A self-examination as to whether owning a business is what you really want is also essential, as is a very thorough due diligence. Here are 10 steps that should be taken by anyone considering investing in a franchise:
1 - Conduct due diligence on yourself
2 - Find a great accountant
3 - Find a great attorney specialized in franchise law
4 - Conduct due diligence on the business
5 - Refresh and enhance your business acumen
6 - Write a business plan
7 - Identify and hire a great team- then create a culture to retain it
8 - Hone your leadership skills
9 - Hone your sales skills
10 -Create a schedule that allows some time for family and friends
Some other information you may find helpful:
Most franchise contracts are 10-year commitments for which the franchisee has virtually no rights. They're structured such that the franchisee has very little latitude or say in how the business is operated. You have flexibility to hire your staff, manage them and set your own prices, but most everything else, from displays to products you may/may not carry to signage/advertising, equipment, technology, etc. is usually either governed by or subject to the approval of the franchisor. It's not like owning your own business, it's more like being a store manager who, if the business is profitable, takes home most of that. And if the business is not profitable and you want to sell it or close it after five years, these are both very difficult to do. The former is usually via either a very large fee (an example is a local franchisee who paid $100,000 to terminate his franchise contract with one of the more popular women's fitness center franchises) or personal bankruptcy (franchise contracts generally require you that you be personally liable your business debts, not just through whatever type of corporate entity you might establish; e.g., LLC, S Corp., Partnership, etc.). The latter option of selling your franchise is generally accomplished only at a very large discount.
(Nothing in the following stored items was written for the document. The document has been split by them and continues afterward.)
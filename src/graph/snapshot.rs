//! Graph snapshots - a resolved graph serialized as TOML.
//!
//! A snapshot lists every package of a resolved graph with its targets,
//! products and dependencies:
//!
//! ```toml
//! [[package]]
//! name = "app"
//! version = "1.0.0"
//! dependencies = ["json"]
//!
//! [[package.target]]
//! name = "App"
//!
//! [[package.product]]
//! name = "app"
//! type = "executable"
//! targets = ["App"]
//! ```

use std::collections::{HashMap, HashSet};
use std::path::Path;

use anyhow::{Context, Result};
use semver::Version;
use serde::{Deserialize, Serialize};

use crate::core::{PackageId, ProductType, ResolvedProduct, ResolvedTarget};
use crate::graph::{GraphError, PackageGraph, SnapshotError};

/// Default snapshot file name.
pub const SNAPSHOT_NAME: &str = "BuildGraph.toml";

/// A graph snapshot as deserialized from TOML.
#[derive(Debug, Clone, Default, PartialEq, Serialize, Deserialize)]
pub struct GraphSnapshot {
    #[serde(default, rename = "package")]
    pub packages: Vec<PackageSnapshot>,
}

/// One package entry of a snapshot.
#[derive(Debug, Clone, PartialEq, Serialize, Deserialize)]
pub struct PackageSnapshot {
    /// Package name
    pub name: String,

    /// Resolved version (defaults to 0.0.0)
    #[serde(default, skip_serializing_if = "Option::is_none")]
    pub version: Option<String>,

    /// Identity, if it differs from the name
    #[serde(default, skip_serializing_if = "Option::is_none")]
    pub identity: Option<String>,

    /// Names of the packages this package depends on
    #[serde(default, skip_serializing_if = "Vec::is_empty")]
    pub dependencies: Vec<String>,

    /// Targets declared by the package
    #[serde(default, rename = "target")]
    pub targets: Vec<TargetSnapshot>,

    /// Products declared by the package
    #[serde(default, rename = "product")]
    pub products: Vec<ProductSnapshot>,
}

/// One target entry of a snapshot.
#[derive(Debug, Clone, PartialEq, Serialize, Deserialize)]
pub struct TargetSnapshot {
    pub name: String,
}

/// One product entry of a snapshot.
#[derive(Debug, Clone, PartialEq, Serialize, Deserialize)]
pub struct ProductSnapshot {
    pub name: String,

    #[serde(rename = "type")]
    pub product_type: ProductType,

    /// Member target names, first one decides the owning package
    #[serde(default)]
    pub targets: Vec<String>,
}

impl GraphSnapshot {
    /// Parse a snapshot from TOML text.
    pub fn parse(contents: &str) -> Result<Self> {
        toml::from_str(contents).context("failed to parse build graph snapshot")
    }

    /// Load a snapshot from a file.
    pub fn load(path: &Path) -> Result<Self> {
        let contents = std::fs::read_to_string(path)
            .with_context(|| format!("failed to read build graph snapshot: {}", path.display()))?;

        toml::from_str(&contents)
            .with_context(|| format!("failed to parse build graph snapshot: {}", path.display()))
    }

    /// Build the package graph described by this snapshot.
    pub fn into_graph(self) -> std::result::Result<PackageGraph, GraphError> {
        let mut graph = PackageGraph::new();
        let mut ids: HashMap<String, PackageId> = HashMap::new();
        let mut identities: HashMap<String, String> = HashMap::new();

        // Packages first, so dependency edges can refer to any of them
        for pkg in &self.packages {
            if ids.contains_key(&pkg.name) {
                return Err(GraphError::DuplicatePackage {
                    package: pkg.name.clone(),
                });
            }

            let version = match &pkg.version {
                Some(v) => v.parse::<Version>().map_err(|source| GraphError::InvalidVersion {
                    package: pkg.name.clone(),
                    version: v.clone(),
                    source,
                })?,
                None => Version::new(0, 0, 0),
            };

            let identity = pkg.identity.clone().unwrap_or_else(|| pkg.name.clone());
            if let Some(first) = identities.insert(identity.clone(), pkg.name.clone()) {
                return Err(GraphError::DuplicateIdentity {
                    identity,
                    packages: vec![first, pkg.name.clone()],
                });
            }

            let pkg_id = PackageId::with_identity(identity, pkg.name.clone(), version);

            graph.add_package(pkg_id.clone());
            ids.insert(pkg.name.clone(), pkg_id);
        }

        for pkg in &self.packages {
            let from = &ids[&pkg.name];
            for dep in &pkg.dependencies {
                let to = ids.get(dep).ok_or_else(|| {
                    let mut available: Vec<String> = ids.keys().cloned().collect();
                    available.sort();
                    GraphError::UnknownDependency {
                        package: pkg.name.clone(),
                        dependency: dep.clone(),
                        available,
                    }
                })?;
                graph.add_dependency(from, to);
            }
        }

        if let Some(cycle) = graph.find_cycle() {
            return Err(GraphError::CycleDetected {
                packages: cycle.iter().map(|id| id.name().to_string()).collect(),
            });
        }

        for pkg in self.packages {
            let owner = &ids[&pkg.name];

            let mut seen = HashSet::new();
            let mut by_name = HashMap::new();
            for target in &pkg.targets {
                if !seen.insert(target.name.clone()) {
                    return Err(GraphError::DuplicateTarget {
                        package: pkg.name.clone(),
                        target: target.name.clone(),
                    });
                }
                let id = graph.add_target(ResolvedTarget::new(&target.name), Some(owner));
                by_name.insert(target.name.clone(), id);
            }

            for product in pkg.products {
                if product.targets.is_empty() {
                    return Err(GraphError::EmptyProduct {
                        package: pkg.name.clone(),
                        product: product.name,
                    });
                }

                let targets = product
                    .targets
                    .iter()
                    .map(|name| {
                        by_name.get(name).copied().ok_or_else(|| GraphError::UnknownTarget {
                            package: pkg.name.clone(),
                            product: product.name.clone(),
                            target: name.clone(),
                            available: pkg.targets.iter().map(|t| t.name.clone()).collect(),
                        })
                    })
                    .collect::<std::result::Result<Vec<_>, _>>()?;

                graph.add_product(
                    ResolvedProduct::new(product.name, product.product_type, targets),
                    Some(owner),
                );
            }
        }

        tracing::debug!(
            packages = graph.len(),
            targets = graph.all_targets().count(),
            products = graph.all_products().count(),
            "built package graph from snapshot"
        );

        Ok(graph)
    }
}

/// Load a package graph from a snapshot file.
pub fn load_graph(path: &Path) -> Result<PackageGraph> {
    let snapshot = GraphSnapshot::load(path)?;
    let graph = snapshot
        .into_graph()
        .map_err(|error| SnapshotError {
            path: path.to_path_buf(),
            error,
        })?;
    Ok(graph)
}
There are dozens of things to investigate when considering investing in a franchise, but here are some fundamental questions to ask current franchisees:
About how many hours per week do you dedicate to your franchise business?
How would you describe your relations/communications with your franchisor?
Is the franchisor fair with you in resolving any grievances?
Are territories equitably granted?
How would you describe the initial and ongoing training provided by your franchisor?
In what ways could the parent company most improve?
Is your income A) more, B) less or C) about what you expected prior to opening your business?
If you could turn back time to the day you signed your franchise agreement, would you make the same decision to buy your franchise?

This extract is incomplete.